[Excerpts from a dataset]
- Opening Delimiter -

//! Maps.
//!
//! Table traversal is delegated to the debug-metadata collaborator, which
//! knows the runtime's hash-table layout for the producing toolchain.

use tracing::{debug, trace};

use super::{Value, MAX_ERR_COUNT};
use crate::config::LoadConfig;
use crate::error::VardigError;
use crate::program::MapIterator;
use crate::typeinfo::{resolve_typedef, TypeShape};

impl Value
{
    /// Start iterating this map, scanning at most `max_buckets` buckets
    /// (0: no limit). Sets `base` to the runtime header address and `len` to
    /// the recorded entry count. Returns `None` for nil maps and on failure
    /// (which sets `unreadable`).
    pub fn map_iterator(&mut self, max_buckets: usize) -> Option<Box<dyn MapIterator>>
    {
        let header = match self.real_type.as_ref().map(|t| &t.shape) {
            Some(TypeShape::Map(map)) => resolve_typedef(&map.header),
            _ => {
                self.unreadable = Some(VardigError::UnsupportedKind(format!("{} is not a map", self.type_string())));
                return None;
            }
        };

        let mut ptr = self.clone();
        ptr.real_type = Some(header);
        ptr.loaded = false;
        let record = ptr.maybe_dereference();
        if let Some(err) = record.unreadable {
            self.unreadable = Some(err);
            return None;
        }
        self.base = record.addr;
        if self.base.is_null() {
            self.len = 0;
            return None;
        }

        let info = match self.debug_info() {
            Ok(info) => info,
            Err(err) => {
                self.unreadable = Some(err);
                return None;
            }
        };
        match info.map_iterator(self, max_buckets) {
            Ok(it) => {
                self.len = it.len();
                Some(it)
            }
            Err(err) => {
                self.unreadable = Some(err);
                None
            }
        }
    }

    /// Load up to `max_array_values` entries, starting after `map_skip`
    /// entries. Keys and values alternate in `children`.
    pub(super) fn load_map(&mut self, recurse: i32, cfg: &LoadConfig)
    {
        let Some(mut it) = self.map_iterator(cfg.max_map_buckets) else {
            return;
        };
        if self.len == 0 || self.map_skip as i64 >= self.len || cfg.max_array_values == 0 {
            return;
        }

        for _ in 0..self.map_skip {
            match it.next() {
                Ok(Some(_)) => {}
                Ok(None) => {
                    self.unreadable = Some(VardigError::MapIndexOutOfBounds);
                    return;
                }
                Err(err) => {
                    self.unreadable = Some(err);
                    return;
                }
            }
        }

        let mut count = 0;
        let mut errcount = 0;
        loop {
            let (mut key, mut val) = match it.next() {
                Ok(Some(entry)) => entry,
                Ok(None) => break,
                Err(err) => {
                    self.unreadable = Some(err);
                    break;
                }
            };
            key.load_internal(recurse + 1, cfg);
            val.load_internal(recurse + 1, cfg);
            if key.unreadable.is_some() || val.unreadable.is_some() {
                errcount += 1;
            }
            self.children.push(key);
            self.children.push(val);
            count += 1;

            if errcount > MAX_ERR_COUNT {
                debug!(map = %self.name, errcount, "too many unreadable entries, stopping");
                break;
            }
            if count >= cfg.max_array_values || count as i64 >= self.len {
                break;
            }
        }
        trace!(map = %self.name, entries = count, len = self.len, "map loaded");
    }
}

- Closing Delimiter -

• TASK BRIEF: The reply should consist solely of the number of lines in the records that include "unreadable".

• RESPONSE BOX: 11